The piece has been compared to Giuseppe Pellizza da Volpedo’s Fourth Estate (Il Quarto Stato) due to its similar subject matter and ability to establish a "direct relationship between the viewer and the painting". The Funeral of the Anarchist Galli has been noted as "unusual" for Futurist art, owing to its subject, scale, and historical importance. The art historian and former director of the Museum of Modern Art, Alfred H. Barr, Jr., wrote that “fundamentally, in its main lines and masses Carrà’s Funeral is as classically organized as a fifteenth-century battle piece by Paolo Uccello.”

The art historian Dr. Rosalind McKever has also proposed that Funeral is compositionally similar to Uccello's The Battle of San Romano, noting that, "The clash between the anarchists and the police is compositionally closest to the Uffizi version; the dominance of black and red recalls the Louvre version; and the melee of flag poles, lances and cranes jutting into the sky is present in all three." McKever states that Carrà had likely seen The Battle of San Romano prior to the composition of The Funeral of the Anarchist Galli. Author Dr. Mark Antliff has proposed that Carrà's The Funeral of the Anarchist Galli, along with other contemporary Futurists, incorporates the philosophical theories of Henri Bergson, in an attempt to "transform the consciousness of the Italian citizenry and inaugurate a political revolt against Italy's democratic institutions."

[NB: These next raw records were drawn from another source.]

#[cfg(test)]
#[allow(clippy::unwrap_used, clippy::indexing_slicing)]
mod tests {
    use chrono::{TimeZone, Utc};
    use parcel_desk_core::{MockPlatform, MockStateEngine};

    use super::*;

    fn handler() -> McpHandler {
        let engine =
            MockStateEngine::anchored_at(Utc.with_ymd_and_hms(2026, 3, 14, 0, 0, 0).unwrap());
        McpHandler::new(
            ValidationLayer::new(Arc::new(MockPlatform::with_engine(engine))),
            Arc::new(SupportContent::embedded().unwrap()),
        )
    }

    async fn roundtrip(raw: &str) -> Value {
        let body = handler().handle_message(raw).await.unwrap();
        serde_json::from_str(&body).unwrap()
    }

    #[tokio::test]
    async fn test_initialize_echoes_supported_version() {
        let response = roundtrip(
            r#"{"jsonrpc":"2.0","id":1,"method":"initialize","params":{"protocolVersion":"2025-03-26","clientInfo":{"name":"test"}}}"#,
        )
        .await;
        assert_eq!(response["id"], 1);
        assert_eq!(response["result"]["protocolVersion"], "2025-03-26");
        assert_eq!(response["result"]["serverInfo"]["name"], "parcel-desk");
        assert_eq!(response["result"]["capabilities"]["tools"]["listChanged"], false);
    }

    #[tokio::test]
    async fn test_initialize_unknown_version_gets_latest() {
        let response = roundtrip(
            r#"{"jsonrpc":"2.0","id":"a","method":"initialize","params":{"protocolVersion":"1999-01-01"}}"#,
        )
        .await;
        assert_eq!(response["id"], "a");
        assert_eq!(response["result"]["protocolVersion"], LATEST_PROTOCOL_VERSION);
    }

    #[tokio::test]
    async fn test_notifications_get_no_response() {
        let handler = handler();
        let raw = r#"{"jsonrpc":"2.0","method":"notifications/initialized"}"#;
        assert!(handler.handle_message(raw).await.is_none());
        let raw = r#"{"jsonrpc":"2.0","method":"tools/call","params":{"name":"cancel_order"}}"#;
        assert!(handler.handle_message(raw).await.is_none());
    }

    #[tokio::test]
    async fn test_ping() {
        let response = roundtrip(r#"{"jsonrpc":"2.0","id":7,"method":"ping"}"#).await;
        assert_eq!(response["result"], json!({}));
    }

    #[tokio::test]
    async fn test_tools_list() {
        let response = roundtrip(r#"{"jsonrpc":"2.0","id":2,"method":"tools/list"}"#).await;
        let tools = response["result"]["tools"].as_array().unwrap();
        assert_eq!(tools.len(), 15);
        assert!(tools.iter().all(|t| t.get("inputSchema").is_some()));
    }

    #[tokio::test]
    async fn test_tools_call_success() {
        let response = roundtrip(
            r#"{"jsonrpc":"2.0","id":3,"method":"tools/call","params":{"name":"get_order_status","arguments":{"order_id":"ORD-1002-S"}}}"#,
        )
        .await;
        let result = &response["result"];
        assert_eq!(result["isError"], false);
        assert_eq!(result["structuredContent"]["status"], "shipped");
        assert_eq!(result["content"][0]["type"], "text");
        let text: Value = serde_json::from_str(result["content"][0]["text"].as_str().unwrap()).unwrap();
        assert_eq!(text, result["structuredContent"]);
    }

    #[tokio::test]
    async fn test_tools_call_rejection_is_error_result() {
        let response = roundtrip(
            r#"{"jsonrpc":"2.0","id":4,"method":"tools/call","params":{"name":"track_package","arguments":{"order_id":"ORD-1004-P"}}}"#,
        )
        .await;
        assert!(response.get("error").is_none());
        assert_eq!(response["result"]["isError"], true);
        assert_eq!(response["result"]["structuredContent"]["error_code"], "not_tracked");
    }

    #[tokio::test]
    async fn test_tools_call_unknown_tool_is_invalid_params() {
        let response = roundtrip(
            r#"{"jsonrpc":"2.0","id":5,"method":"tools/call","params":{"name":"nope"}}"#,
        )
        .await;
        assert_eq!(response["error"]["code"], error_codes::INVALID_PARAMS);
        assert!(response["error"]["message"].as_str().unwrap().contains("nope"));
    }

    #[tokio::test]
    async fn test_tools_call_missing_name() {
        let response = roundtrip(
            r#"{"jsonrpc":"2.0","id":6,"method":"tools/call","params":{"arguments":{}}}"#,
        )
        .await;
        assert_eq!(response["error"]["code"], error_codes::INVALID_PARAMS);
    }

    #[tokio::test]
    async fn test_null_id_is_a_request() {
        let response = roundtrip(r#"{"jsonrpc":"2.0","id":null,"method":"ping"}"#).await;
        assert_eq!(response["id"], Value::Null);
        assert_eq!(response["result"], json!({}));

        let request: JsonRpcRequest =
            serde_json::from_str(r#"{"jsonrpc":"2.0","id":null,"method":"ping"}"#).unwrap();
        assert!(!request.is_notification());
        let notification: JsonRpcRequest =
            serde_json::from_str(r#"{"jsonrpc":"2.0","method":"ping"}"#).unwrap();
        assert!(notification.is_notification());
    }

    #[tokio::test]
    async fn test_respond_distinguishes_notifications() {
        let handler = handler();
        let none = handler
            .respond(r#"{"jsonrpc":"2.0","method":"notifications/initialized"}"#)
            .await
            .unwrap();
        assert!(none.is_none());

        let some = handler
            .respond(r#"{"jsonrpc":"2.0","id":1,"method":"ping"}"#)
            .await
            .unwrap();
        assert!(some.is_some());
    }

    #[tokio::test]
    async fn test_protocol_errors() {
        let parse = roundtrip("{not json").await;
        assert_eq!(parse["error"]["code"], error_codes::PARSE_ERROR);
        assert_eq!(parse["id"], Value::Null);

        let version = roundtrip(r#"{"jsonrpc":"1.0","id":8,"method":"ping"}"#).await;
        assert_eq!(version["error"]["code"], error_codes::INVALID_REQUEST);
        assert_eq!(version["id"], 8);

        let shape = roundtrip(r#"{"jsonrpc":"2.0","id":9}"#).await;
        assert_eq!(shape["error"]["code"], error_codes::INVALID_REQUEST);
        assert_eq!(shape["id"], 9);

        let method = roundtrip(r#"{"jsonrpc":"2.0","id":10,"method":"resources/list"}"#).await;
        assert_eq!(method["error"]["code"], error_codes::METHOD_NOT_FOUND);
    }
}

Hungarian poet Lajos Kassák wrote a dramatic prose account of the painting in A Tett, a Hungarian arts magazine, in November 1915. In the account, Kassák gave a retelling of the event from the perspectives of the anarchists present. This piece, alongside Kassák's poems calling for pacifism during World War I, led to his work being confiscated by Hungarian authorities and his art being banned from publication.